Thursday, August 20, 2015

How I'm REALLY doing

I've been asked (often) lately how I'm doing... "like how are you REALLY doing?" It makes me giggle because I wonder if I'm really doing that well or if I'm getting really good at convincing people that I'm holding it together. I think the answer is both. There are days that I'm truly shocked at how "normal" life is. I'm surprised by how often I've laughed and enjoyed the day I've had. I forget how many times I feel my insides wince... at the sight of his closed bedroom door (which I pass 100 times a day), at the picture of a friend's sweet little baby that is right around the age Noah should be, when my daughter asks why baby Noah's in heaven, when I look at the kitchen counter where his daily medications used to sit. I could go on and on.

The sad fact is that I'm just getting really used to missing him. It's not that I miss him any less; in fact, sometimes I think I miss him more. I know I love him more. I feel like I live in two different realities. Noah was only physically present (outside of my belly) in my home for about 2.5 months. My days before Noah arrived were spent much the same as they are now - revolving around his big sister. We bounce back and forth between her bedroom, playroom, the living room, the bathroom, the backyard, the car, etc. over and over each day. Nothing has changed about that. So sometimes it feels like he wasn't even here. That sentence is physically painful for me to type but I would be lying if I didn't admit that. Thank God feelings are not truth.

The fight or flight portion of my brain wants to make it seem like I am fine because really nothing's changed. Life is just as it was before when it was just me, my husband, and our daughter, right? WRONG. I don't blame my brain for trying to protect me... for trying to make this whole nightmare in some way okay. The problem is it is anything but helpful and that the rest of me remembers a vastly different story.

I look at the pictures in my house and I see a little girl holding her baby brother. There is a door down the hall where all of his things are just as they were the day he died. I close my eyes and I see his beautiful little face looking up at me, telling me the sweetest stories I've ever heard. I have stretch marks on my hips and a dark line down my belly that still serve as proof that I carried him. I have memories of a cold, rainy Christmas day in Boston praising God that he made it through open heart surgery.
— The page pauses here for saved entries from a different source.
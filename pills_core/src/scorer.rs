//! Stress scoring from health metric readings.
//!
//! Each sensor signal adds points independently:
//! - Heart rate outside the 60-100 bpm resting band
//! - Sleep outside the recommended 7-9 hours
//! - Low heart rate variability
//! - Body temperature outside 36.0-37.5 °C
//! - Very low daily step count
//!
//! The point total maps onto a [`StressLevel`]: 0-1 Low, 2-3 Medium,
//! 4-5 High, 6+ Critical.

use crate::{HealthMetricReading, StressLevel};

/// Sensor signal that contributed points to a score
#[derive(Clone, Copy, Debug, PartialEq, Eq)]
pub enum Signal {
    HeartRate,
    Sleep,
    HeartRateVariability,
    BodyTemperature,
    Steps,
}

/// Points awarded by one rule
#[derive(Clone, Copy, Debug, PartialEq, Eq)]
pub struct Contribution {
    pub signal: Signal,
    pub rule: &'static str,
    pub points: u32,
}

/// Full breakdown of a scored reading
#[derive(Clone, Debug, PartialEq, Eq)]
pub struct StressAssessment {
    pub points: u32,
    pub level: StressLevel,
    pub contributions: Vec<Contribution>,
}

impl StressLevel {
    /// Map a point total to a level
    pub fn from_points(points: u32) -> Self {
        match points {
            0..=1 => StressLevel::Low,
            2..=3 => StressLevel::Medium,
            4..=5 => StressLevel::High,
            _ => StressLevel::Critical,
        }
    }
}

/// Score a reading into a stress level.
///
/// Total over its input: absent fields contribute nothing, so an empty
/// reading is `Low`.
pub fn score_reading(reading: &HealthMetricReading) -> StressLevel {
    StressLevel::from_points(stress_points(reading))
}

/// Sum of all rule points for a reading
pub fn stress_points(reading: &HealthMetricReading) -> u32 {
    contributions(reading).iter().map(|c| c.points).sum()
}

/// Score a reading and keep the per-rule breakdown
pub fn assess(reading: &HealthMetricReading) -> StressAssessment {
    let contributions = contributions(reading);
    let points = contributions.iter().map(|c| c.points).sum();

    tracing::debug!(
        "Assessed reading at {}: {} points from {} rules",
        reading.timestamp,
        points,
        contributions.len()
    );

    StressAssessment {
        points,
        level: StressLevel::from_points(points),
        contributions,
    }
}

fn contributions(reading: &HealthMetricReading) -> Vec<Contribution> {
    let mut out = Vec::new();
    let mut add = |signal: Signal, rule: &'static str, points: u32| {
        out.push(Contribution {
            signal,
            rule,
            points,
        });
    };

    // Heart rate. The >100 and >120 rules stack: 130 bpm earns both.
    if let Some(hr) = reading.heart_rate_bpm {
        if hr < 60 {
            add(Signal::HeartRate, "heart rate < 60 bpm", 1);
        }
        if hr > 100 {
            add(Signal::HeartRate, "heart rate > 100 bpm", 2);
        }
        if hr > 120 {
            add(Signal::HeartRate, "heart rate > 120 bpm", 3);
        }
    }

    // NaN compares false everywhere and falls through every arm.
    if let Some(sleep) = reading.sleep_hours {
        if sleep < 6.0 {
            add(Signal::Sleep, "sleep < 6 h", 2);
        } else if sleep < 7.0 {
            add(Signal::Sleep, "sleep < 7 h", 1);
        } else if sleep > 9.0 {
            add(Signal::Sleep, "sleep > 9 h", 1);
        }
    }

    if let Some(hrv) = reading.heart_rate_variability_ms {
        if hrv < 20 {
            add(Signal::HeartRateVariability, "HRV < 20 ms", 3);
        } else if hrv < 30 {
            add(Signal::HeartRateVariability, "HRV < 30 ms", 2);
        } else if hrv < 40 {
            add(Signal::HeartRateVariability, "HRV < 40 ms", 1);
        }
    }

    if let Some(temp) = reading.body_temperature_c {
        if temp < 36.0 || temp > 37.5 {
            add(Signal::BodyTemperature, "temperature outside 36.0-37.5 °C", 1);
        }
    }

    // 3000-4999 steps is low but earns nothing
    if let Some(steps) = reading.steps {
        if steps < 3000 {
            add(Signal::Steps, "steps < 3000", 1);
        }
    }

    out
}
I can feel his absence as tangibly as I can feel his sister's presence. I swear when I close my eyes he is right in front of me. I can feel my hands under his head, my kisses on his chest, the weight of his body against mine. I remember it all. It all screams "he is real!!!" And while I fully believe he is still very real, that his spirit is very much alive, and that he is enjoying all of heaven's splendor, I still wish he were here with me. I wish "normal" didn't feel so wrong. I wish there wasn't a constant awareness of the little boy who should be here with us. But at the same time, it is that awareness of his physical absence that causes me to search for him in everything I see and to turn to God for my next breath because breathing is really hard when half of your heart is gone.

If you ask me how I'm doing I will tell you that I'm okay. I'm sad and I miss my baby literally every moment of the day, but I am okay.  I'm okay because hope flutters through my heart (and sometimes through my yard) and reminds me that this is not the end. I repeat the words "I will see him again" over and over again when the days without him are long and hard. Those words fill the empty places where he should be. Those words will carry me through until they don't need to anymore.